But that’s where the resemblance to GM ends. Sanjiv Bajaj argues, “You can’t employ textbook theories.”
‘In India, you have to think about things like labour and power.’ Unlike GM, Bajaj cannot rely on a single
supplier for a certain item since its operations would be halted if that supplier’s employees went on
strike, which is typical in India’s heavily unionised manufacturing industry. Having only one provider
is also problematic since its production might be affected by power outages, which are a common
occurrence. It makes logical to have providers in separate places because power outages are less likely
to occur at the same time.
Bajaj also needs to deal with issues such as India’s inadequate road system, which has an impact on
distribution and emphasises the importance of location. Few Indian suppliers are capable of shouldering
the duties that General Motors places on its US suppliers.
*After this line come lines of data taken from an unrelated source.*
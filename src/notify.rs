use crate::http::build_client;
use async_trait::async_trait;
use reqwest::Client;
use serde::Serialize;
use serde_json::{Value, json};
use serde_with::skip_serializing_none;
use tracing::{debug, info, warn};

const TELEGRAM_API: &str = "https://api.telegram.org";

/// Operational log channel vs. user-facing status channel.
#[derive(Debug, Clone, Copy, PartialEq, Eq)]
pub enum Channel {
    Log,
    Status,
}

impl Channel {
    fn label(self) -> &'static str {
        match self {
            Channel::Log => "log",
            Channel::Status => "status",
        }
    }
}

/// A button attached to a message that opens `url`.
#[derive(Debug, Clone, PartialEq, Eq)]
pub struct InteractiveAction {
    pub label: String,
    pub url: String,
}

#[derive(Debug, Clone, PartialEq, Eq)]
pub struct Notification {
    pub text: String,
    pub action: Option<InteractiveAction>,
}

impl Notification {
    pub fn text(text: impl Into<String>) -> Self {
        Self {
            text: text.into(),
            action: None,
        }
    }

    pub fn with_action(mut self, action: Option<InteractiveAction>) -> Self {
        self.action = action;
        self
    }
}

/// Outbound message channel. Delivery problems are logged, never returned.
#[async_trait]
pub trait Notifier: Send + Sync {
    async fn send(&self, channel: Channel, notification: Notification);

    async fn log(&self, text: &str) {
        self.send(Channel::Log, Notification::text(text)).await;
    }

    async fn status(&self, text: &str) {
        self.send(Channel::Status, Notification::text(text)).await;
    }
}

#[derive(Debug, Clone)]
pub struct ChannelConfig {
    pub bot_token: String,
    pub chat_id: String,
    pub thread_id: Option<i64>,
}

#[derive(Debug, Clone, Default)]
pub struct TelegramConfig {
    pub log: Option<ChannelConfig>,
    pub status: Option<ChannelConfig>,
}

pub struct TelegramNotifier {
    http: Client,
    api_root: String,
    config: TelegramConfig,
}

#[skip_serializing_none]
#[derive(Debug, Serialize)]
struct SendMessage<'a> {
    chat_id: &'a str,
    parse_mode: &'static str,
    disable_web_page_preview: bool,
    text: &'a str,
    message_thread_id: Option<i64>,
    reply_markup: Option<Value>,
}

impl TelegramNotifier {
    pub fn new(config: TelegramConfig) -> Self {
        Self {
            http: build_client(),
            api_root: TELEGRAM_API.to_string(),
            config,
        }
    }

    #[cfg(test)]
    fn with_api_root(mut self, root: &str) -> Self {
        self.api_root = root.trim_end_matches('/').to_string();
        self
    }

    fn channel(&self, channel: Channel) -> Option<&ChannelConfig> {
        match channel {
            Channel::Log => self.config.log.as_ref(),
            Channel::Status => self.config.status.as_ref(),
        }
    }
}

#[async_trait]
impl Notifier for TelegramNotifier {
    async fn send(&self, channel: Channel, notification: Notification) {
        let Some(target) = self.channel(channel) else {
            debug!(target = "reconciler.notify", channel = channel.label(), "channel_not_configured");
            return;
        };
        if notification.text.is_empty() {
            return;
        }
        let body = SendMessage {
            chat_id: &target.chat_id,
            parse_mode: "HTML",
            disable_web_page_preview: true,
            text: &notification.text,
            message_thread_id: target.thread_id,
            reply_markup: notification.action.as_ref().map(|action| {
                json!({ "inline_keyboard": [[{ "text": action.label, "url": action.url }]] })
            }),
        };
        let url = format!("{}/bot{}/sendMessage", self.api_root, target.bot_token);
        match self.http.post(url).json(&body).send().await {
            Ok(response) if response.status().is_success() => {
                let message_id = response
                    .json::<Value>()
                    .await
                    .ok()
                    .and_then(|payload| payload.pointer("/result/message_id").cloned());
                info!(
                    target = "reconciler.notify",
                    channel = channel.label(),
                    chat = %target.chat_id,
                    message_id = ?message_id,
                    "notification_sent"
                );
            }
            Ok(response) => {
                let status = response.status();
                let detail = response.text().await.unwrap_or_default();
                warn!(
                    target = "reconciler.notify",
                    channel = channel.label(),
                    %status,
                    detail = %detail,
                    "notification_rejected"
                );
            }
            Err(err) => {
                warn!(
                    target = "reconciler.notify",
                    channel = channel.label(),
                    error = %err,
                    "notification_failed"
                );
            }
        }
    }
}

/// Escapes text interpolated into HTML-formatted messages.
pub fn escape_html(text: &str) -> String {
    let mut out = String::with_capacity(text.len());
    for ch in text.chars() {
        match ch {
            '&' => out.push_str("&amp;"),
            '<' => out.push_str("&lt;"),
            '>' => out.push_str("&gt;"),
            '"' => out.push_str("&quot;"),
            _ => out.push(ch),
        }
    }
    out
}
There are other component-specific
considerations to consider. “Two of our three shock absorber suppliers are rivals’ subsidiaries,” says
Sanjiv Bajaj. “This is debatable in the long run.” In a ‘interdependence’ arrangement, the corporation
may choose to build up a third supplier.
It will take several years to rationalise the supply chain. When it’s all said and done, Bajaj will still have
considerably more suppliers than the GM model predicts. Sanjiv Bajaj mentions ‘200, 300, or 400,’ but
adds the ultimate amount will be determined ‘from the bottom up.’
Bajaj expects that by doing so, it would be able to save money and enhance quality, allowing it to compete
against world-class products in a more discriminating market. It remains to be seen if this is sufficient.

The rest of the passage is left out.